Print exactly those lines that run from the beginning of the data to the line bearing "a reference-data directory.", inclusive.
Information provided START
// Copyright 2025 Chris Custine
//
// Licensed under the Apache License, Version 2.0 (the "License");
// you may not use this file except in compliance with the License.
// You may obtain a copy of the License at
//
//     http://www.apache.org/licenses/LICENSE-2.0
//
// Unless required by applicable law or agreed to in writing, software
// distributed under the License is distributed on an "AS IS" BASIS,
// WITHOUT WARRANTIES OR CONDITIONS OF ANY KIND, either express or implied.
// See the License for the specific language governing permissions and
// limitations under the License.

//! Runway reference data.
//!
//! Loads runway ends from an OurAirports-style `runways.csv`, where each row
//! describes both ends of one runway (`le_*` and `he_*` columns). Closed
//! runways and ends without coordinates are skipped.

use std::collections::HashMap;
use std::fs::File;
use std::io::{BufReader, Read};
use std::path::Path;

use log::{debug, info};
use serde::Deserialize;
use thiserror::Error;

use crate::geo::{bearing_to, normalize_bearing};
use crate::pairing::{pair_runway_ends, RunwayIdent};
use crate::runway::RunwayConfiguration;

/// File name of the runway table inside a reference-data directory.
pub const RUNWAYS_FILE: &str = "runways.csv";

/// Errors that can occur while loading reference data.
#[derive(Debug, Error)]
pub enum ReferenceDataError {
    #[error("failed to open runway data: {0}")]
    Io(#[from] std::io::Error),

    #[error("malformed runway data: {0}")]
    Csv(#[from] csv::Error),
}

/// One runway end as known to the reference data.
#[derive(Debug, Clone, PartialEq)]
pub struct RunwayEnd {
    /// Designator as listed (e.g. "09L").
    pub runway_id: String,
    /// Threshold latitude in degrees.
    pub latitude: f64,
    /// Threshold longitude in degrees.
    pub longitude: f64,
    /// True heading in degrees, when listed.
    pub heading_deg: Option<f64>,
    /// Threshold elevation in feet, when listed.
    pub elevation_ft: Option<f64>,
}

impl RunwayEnd {
    #[must_use]
    pub fn new(runway_id: impl Into<String>, latitude: f64, longitude: f64) -> Self {
        Self {
            runway_id: runway_id.into(),
            latitude,
            longitude,
            heading_deg: None,
            elevation_ft: None,
        }
    }
}

/// Source of runway ends for an airport.
///
/// An unknown airport yields an empty list rather than an error.
pub trait RunwayEndSource {
    fn runway_ends(&self, airport: &str) -> Vec<RunwayEnd>;
}

/// A source with no reference data at all.
#[derive(Debug, Default, Clone, Copy)]
pub struct NoReferenceData;

impl RunwayEndSource for NoReferenceData {
    fn runway_ends(&self, _airport: &str) -> Vec<RunwayEnd> {
        Vec::new()
    }
}

#[derive(Debug, Deserialize)]
struct RunwayRecord {
    airport_ident: String,
    #[serde(default)]
    closed: Option<i32>,

    #[serde(default)]
    le_ident: String,
    #[serde(default)]
    le_latitude_deg: Option<f64>,
    #[serde(default)]
    le_longitude_deg: Option<f64>,
    #[serde(default)]
    le_elevation_ft: Option<f64>,
    #[serde(default, rename = "le_heading_degT")]
    le_heading_deg: Option<f64>,

    #[serde(default)]
    he_ident: String,
    #[serde(default)]
    he_latitude_deg: Option<f64>,
    #[serde(default)]
    he_longitude_deg: Option<f64>,
    #[serde(default)]
    he_elevation_ft: Option<f64>,
    #[serde(default, rename = "he_heading_degT")]
    he_heading_deg: Option<f64>,
}

impl RunwayRecord {
    fn is_active(&self) -> bool {
        self.closed.unwrap_or(0) == 0
    }

    fn ends(self) -> impl Iterator<Item = RunwayEnd> {
        let low = end_from(self.le_ident, self.le_latitude_deg, self.le_longitude_deg, self.le_heading_deg, self.le_elevation_ft);
        let high = end_from(self.he_ident, self.he_latitude_deg, self.he_longitude_deg, self.he_heading_deg, self.he_elevation_ft);
        low.into_iter().chain(high)
    }
}

fn end_from(
    ident: String,
    latitude: Option<f64>,
    longitude: Option<f64>,
    heading_deg: Option<f64>,
    elevation_ft: Option<f64>,
) -> Option<RunwayEnd> {
    let (Some(latitude), Some(longitude)) = (latitude, longitude) else {
        return None;
    };
    if ident.trim().is_empty() {
        return None;
    }
    Some(RunwayEnd {
        runway_id: ident.trim().to_string(),
        latitude,
        longitude,
        heading_deg,
        elevation_ft,
    })
}

/// Runway ends grouped by airport, in file order.
#[derive(Debug, Default)]
pub struct RunwayDatabase {
    ends_by_airport: HashMap<String, Vec<RunwayEnd>>,
}

impl RunwayDatabase {
    #[must_use]
    pub fn new() -> Self {
        Self::default()
    }

    /// Load `runways.csv` from a file path.
    pub fn load_path<P: AsRef<Path>>(path: P) -> Result<Self, ReferenceDataError> {
        let file = File::open(path)?;
        Self::from_reader(BufReader::new(file))
    }

    /// Load `runways.csv` from `<directory>/runways.csv`.
    pub fn load_directory<P: AsRef<Path>>(directory: P) -> Result<Self, ReferenceDataError> {
        Self::load_path(directory.as_ref().join(RUNWAYS_FILE))
    }

    /// Parse runway rows from any CSV reader with a header line.
    pub fn from_reader<R: Read>(reader: R) -> Result<Self, ReferenceDataError> {
        let mut csv_reader = csv::Reader::from_reader(reader);
        let mut db = Self::new();

        let mut runways = 0;
        for result in csv_reader.deserialize() {
            let record: RunwayRecord = result?;
            if !record.is_active() {
                continue;
            }
            let airport = record.airport_ident.trim().to_ascii_uppercase();
            let ends: Vec<RunwayEnd> = record.ends().collect();
            if ends.is_empty() {
                continue;
            }
            db.ends_by_airport.entry(airport).or_default().extend(ends);
            runways += 1;
        }

        info!(
            "Loaded {} runways at {} airports",
            runways,
            db.ends_by_airport.len()
        );
        Ok(db)
    }

    /// Number of airports with at least one runway end.
    #[must_use]
    pub fn airport_count(&self) -> usize {
        self.ends_by_airport.len()
    }

    /// Build a runway configuration for `runway_id` at `airport`.
    ///
    /// The heading comes from the reference data, or from the bearing toward the
    /// reciprocal end when the data has none. Approach parameters other than the
    /// threshold, heading and field elevation keep their defaults.
    #[must_use]
    pub fn configuration_for(&self, airport: &str, runway_id: &str) -> Option<RunwayConfiguration> {
        let ends = self.runway_ends(airport);
        let wanted = RunwayIdent::parse(runway_id)?;
        let index = ends
            .iter()
            .position(|end| RunwayIdent::parse(&end.runway_id) == Some(wanted))?;
        let end = &ends[index];

        let reciprocal = pair_runway_ends(&ends).into_iter().find_map(|(a, b)| {
            if a == index {
                Some(&ends[b])
            } else if b == index {
                Some(&ends[a])
            } else {
                None
            }
        });

        let heading_deg = end.heading_deg.or_else(|| {
            reciprocal.map(|other| bearing_to(end.latitude, end.longitude, other.latitude, other.longitude))
        });
        let Some(heading_deg) = heading_deg else {
            debug!("No heading available for {airport} {runway_id}");
            return None;
        };

        Some(RunwayConfiguration {
            airport: airport.trim().to_ascii_uppercase(),
            runway: end.runway_id.clone(),
            threshold_lat: end.latitude,
            threshold_lon: end.longitude,
            heading_deg: normalize_bearing(heading_deg),
            field_elevation_ft: end.elevation_ft.unwrap_or(0.0),
            ..RunwayConfiguration::demo()
        })
    }
}

impl RunwayEndSource for RunwayDatabase {
    fn runway_ends(&self, airport: &str) -> Vec<RunwayEnd> {
        self.ends_by_airport
            .get(&airport.trim().to_ascii_uppercase())
            .cloned()
            .unwrap_or_default()
    }
}
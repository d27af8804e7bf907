// Copyright 2025 Chris Custine
//
// Licensed under the Apache License, Version 2.0 (the "License");
// you may not use this file except in compliance with the License.
// You may obtain a copy of the License at
//
//     http://www.apache.org/licenses/LICENSE-2.0
//
// Unless required by applicable law or agreed to in writing, software
// distributed under the License is distributed on an "AS IS" BASIS,
// WITHOUT WARRANTIES OR CONDITIONS OF ANY KIND, either express or implied.
// See the License for the specific language governing permissions and
// limitations under the License.

//! Sensor frame resolution.
//!
//! The radar sensor sits on the runway side of the threshold, along the runway
//! heading, at the configured offset. The approach course points the other way:
//! from the threshold out along final.

use crate::geo::{destination_from, normalize_bearing};
use crate::runway::RunwayConfiguration;

/// Sensor position and approach-course bearing for one redraw.
#[derive(Debug, Clone, Copy, PartialEq)]
pub struct SensorFrame {
    /// Sensor latitude in degrees.
    pub sensor_lat: f64,
    /// Sensor longitude in degrees.
    pub sensor_lon: f64,
    /// Bearing from the threshold out along final (runway heading + 180).
    pub approach_bearing_deg: f64,
    /// Sensor offset actually used, after defaulting.
    pub offset_nm: f64,
}

impl SensorFrame {
    /// Derive the frame from a runway configuration.
    #[must_use]
    pub fn resolve(config: &RunwayConfiguration) -> Self {
        let offset_nm = config.effective_sensor_offset_nm();
        let (sensor_lat, sensor_lon) = destination_from(
            config.threshold_lat,
            config.threshold_lon,
            normalize_bearing(config.heading_deg),
            offset_nm,
        );

        Self {
            sensor_lat,
            sensor_lon,
            approach_bearing_deg: normalize_bearing(config.heading_deg + 180.0),
            offset_nm,
        }
    }
}
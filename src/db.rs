//! Database connection management

use sqlx::postgres::{PgPool, PgPoolOptions};
use std::time::Duration;

/// PostgreSQL database connection pool
pub struct Database {
    pool: PgPool,
}

impl Database {
    /// Create a new database connection pool
    pub async fn connect(database_url: &str, max_connections: u32) -> Result<Self, sqlx::Error> {
        let pool = PgPoolOptions::new()
            .max_connections(max_connections)
            .acquire_timeout(Duration::from_secs(5))
            .connect(database_url)
            .await?;

        tracing::info!("PostgreSQL connection pool established");
        Ok(Self { pool })
    }

    /// Get a reference to the connection pool
    pub fn pool(&self) -> &PgPool {
        &self.pool
    }

    /// Check database health
    pub async fn health_check(&self) -> Result<(), sqlx::Error> {
        sqlx::query("SELECT 1").execute(&self.pool).await?;
        Ok(())
    }
}
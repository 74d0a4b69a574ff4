use crate::auth::AuthService;
use crate::db::Database;

/// Shared application state.
///
/// Built once in `main` from the loaded config; handlers receive it as an
/// `Arc` and everything durable lives behind the pool.
pub struct AppState {
    pub db: Database,
    pub auth: AuthService,
}

impl AppState {
    pub fn new(db: Database, auth: AuthService) -> Self {
        Self { db, auth }
    }
}
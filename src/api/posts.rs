//! Post endpoints: public reads, owner-gated mutations.

use axum::{
    Extension, Json,
    extract::{Path, Query, State},
    http::StatusCode,
};
use serde::{Deserialize, Serialize};
use std::sync::Arc;
use utoipa::ToSchema;
use validator::Validate;

use super::check;
use crate::auth::{CurrentUser, ensure_owner};
use crate::error::ApiError;
use crate::models::PostWithAuthor;
use crate::repository::{PostFilter, PostRepository};
use crate::response::{ApiResponse, Pagination};
use crate::state::AppState;

const DEFAULT_LIMIT: i64 = 10;
const MAX_LIMIT: i64 = 100;

#[derive(Debug, Deserialize, utoipa::IntoParams)]
pub struct ListPostsQuery {
    /// Filter by published state
    pub published: Option<bool>,
    /// Filter by author account id
    pub author_id: Option<String>,
    pub limit: Option<i64>,
    pub offset: Option<i64>,
}

#[derive(Debug, Serialize, ToSchema)]
pub struct PostPage {
    pub posts: Vec<PostWithAuthor>,
    pub pagination: Pagination,
}

#[derive(Debug, Deserialize, Validate, ToSchema)]
pub struct CreatePostRequest {
    #[validate(length(min = 1, max = 200, message = "title must be 1-200 characters"))]
    pub title: String,
    #[validate(length(min = 1, message = "content is required"))]
    pub content: String,
    #[serde(default)]
    pub published: bool,
}

#[derive(Debug, Deserialize, Validate, ToSchema)]
pub struct UpdatePostRequest {
    #[validate(length(min = 1, max = 200, message = "title must be 1-200 characters"))]
    pub title: Option<String>,
    #[validate(length(min = 1, message = "content is required"))]
    pub content: Option<String>,
    pub published: Option<bool>,
}

/// List posts
///
/// GET /api/posts
#[utoipa::path(
    get,
    path = "/api/posts",
    params(ListPostsQuery),
    responses(
        (status = 200, description = "Paginated post list", body = ApiResponse<PostPage>)
    ),
    tag = "Posts"
)]
pub async fn list_posts(
    State(state): State<Arc<AppState>>,
    Query(query): Query<ListPostsQuery>,
) -> Result<Json<ApiResponse<PostPage>>, ApiError> {
    let limit = query.limit.unwrap_or(DEFAULT_LIMIT).clamp(1, MAX_LIMIT);
    let offset = query.offset.unwrap_or(0).max(0);
    let filter = PostFilter {
        published: query.published,
        author_id: query.author_id.as_deref(),
    };

    let pool = state.db.pool();
    let posts = PostRepository::list(pool, filter, limit, offset).await?;
    let total = PostRepository::count(pool, filter).await?;

    Ok(Json(ApiResponse::success(PostPage {
        posts,
        pagination: Pagination::new(total, limit, offset),
    })))
}

/// Get post by ID
///
/// GET /api/posts/{id}
#[utoipa::path(
    get,
    path = "/api/posts/{id}",
    params(("id" = String, Path, description = "Post id")),
    responses(
        (status = 200, description = "Post with author", body = ApiResponse<PostWithAuthor>),
        (status = 404, description = "Post not found")
    ),
    tag = "Posts"
)]
pub async fn get_post(
    State(state): State<Arc<AppState>>,
    Path(id): Path<String>,
) -> Result<Json<ApiResponse<PostWithAuthor>>, ApiError> {
    let post = PostRepository::find_with_author(state.db.pool(), &id)
        .await?
        .ok_or(ApiError::NotFound("Post not found"))?;
    Ok(Json(ApiResponse::success(post)))
}

/// Create a post
///
/// POST /api/posts
#[utoipa::path(
    post,
    path = "/api/posts",
    request_body = CreatePostRequest,
    responses(
        (status = 201, description = "Post created", body = ApiResponse<PostWithAuthor>),
        (status = 401, description = "Unauthenticated")
    ),
    security(("bearer_token" = [])),
    tag = "Posts"
)]
pub async fn create_post(
    State(state): State<Arc<AppState>>,
    Extension(CurrentUser(user)): Extension<CurrentUser>,
    Json(req): Json<CreatePostRequest>,
) -> Result<(StatusCode, Json<ApiResponse<PostWithAuthor>>), ApiError> {
    check(&req)?;

    let pool = state.db.pool();
    let post = PostRepository::create(pool, &req.title, &req.content, req.published, &user.id)
        .await?;
    // Re-read joined with the author for the standard response shape
    let post = PostRepository::find_with_author(pool, &post.id)
        .await?
        .ok_or_else(|| {
            ApiError::Internal(anyhow::anyhow!("post vanished between insert and read"))
        })?;

    Ok((
        StatusCode::CREATED,
        Json(ApiResponse::success_with_message(
            post,
            "Post created successfully",
        )),
    ))
}

/// Update a post (owner only)
///
/// PUT /api/posts/{id}
#[utoipa::path(
    put,
    path = "/api/posts/{id}",
    params(("id" = String, Path, description = "Post id")),
    request_body = UpdatePostRequest,
    responses(
        (status = 200, description = "Post updated", body = ApiResponse<PostWithAuthor>),
        (status = 403, description = "Not the owner"),
        (status = 404, description = "Post not found")
    ),
    security(("bearer_token" = [])),
    tag = "Posts"
)]
pub async fn update_post(
    State(state): State<Arc<AppState>>,
    Extension(CurrentUser(user)): Extension<CurrentUser>,
    Path(id): Path<String>,
    Json(req): Json<UpdatePostRequest>,
) -> Result<Json<ApiResponse<PostWithAuthor>>, ApiError> {
    check(&req)?;

    let pool = state.db.pool();
    // Fetch before the guard: a missing post is 404, never 403
    let existing = PostRepository::find_by_id(pool, &id)
        .await?
        .ok_or(ApiError::NotFound("Post not found"))?;
    ensure_owner(&user.id, &existing.author_id, "Not authorized to update this post")?;

    PostRepository::update(
        pool,
        &id,
        req.title.as_deref(),
        req.content.as_deref(),
        req.published,
    )
    .await?;
    let post = PostRepository::find_with_author(pool, &id)
        .await?
        .ok_or(ApiError::NotFound("Post not found"))?;

    Ok(Json(ApiResponse::success_with_message(
        post,
        "Post updated successfully",
    )))
}

/// Delete a post (owner only)
///
/// DELETE /api/posts/{id}
#[utoipa::path(
    delete,
    path = "/api/posts/{id}",
    params(("id" = String, Path, description = "Post id")),
    responses(
        (status = 200, description = "Post deleted"),
        (status = 403, description = "Not the owner"),
        (status = 404, description = "Post not found")
    ),
    security(("bearer_token" = [])),
    tag = "Posts"
)]
pub async fn delete_post(
    State(state): State<Arc<AppState>>,
    Extension(CurrentUser(user)): Extension<CurrentUser>,
    Path(id): Path<String>,
) -> Result<Json<ApiResponse<()>>, ApiError> {
    let pool = state.db.pool();
    let existing = PostRepository::find_by_id(pool, &id)
        .await?
        .ok_or(ApiError::NotFound("Post not found"))?;
    ensure_owner(&user.id, &existing.author_id, "Not authorized to delete this post")?;

    PostRepository::delete(pool, &id).await?;

    Ok(Json(ApiResponse::<()>::message_only(
        "Post deleted successfully",
    )))
}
Information provided END
_Result of this task_.
// Copyright 2025 Chris Custine
//
// Licensed under the Apache License, Version 2.0 (the "License");
// you may not use this file except in compliance with the License.
// You may obtain a copy of the License at
//
//     http://www.apache.org/licenses/LICENSE-2.0
//
// Unless required by applicable law or agreed to in writing, software
// distributed under the License is distributed on an "AS IS" BASIS,
// WITHOUT WARRANTIES OR CONDITIONS OF ANY KIND, either express or implied.
// See the License for the specific language governing permissions and
// limitations under the License.

//! Runway reference data.
//!
//! Loads runway ends from an OurAirports-style `runways.csv`, where each row
//! describes both ends of one runway (`le_*` and `he_*` columns). Closed
//! runways and ends without coordinates are skipped.

use std::collections::HashMap;
use std::fs::File;
use std::io::{BufReader, Read};
use std::path::Path;

use log::{debug, info};
use serde::Deserialize;
use thiserror::Error;

use crate::geo::{bearing_to, normalize_bearing};
use crate::pairing::{pair_runway_ends, RunwayIdent};
use crate::runway::RunwayConfiguration;

/// File name of the runway table inside a reference-data directory.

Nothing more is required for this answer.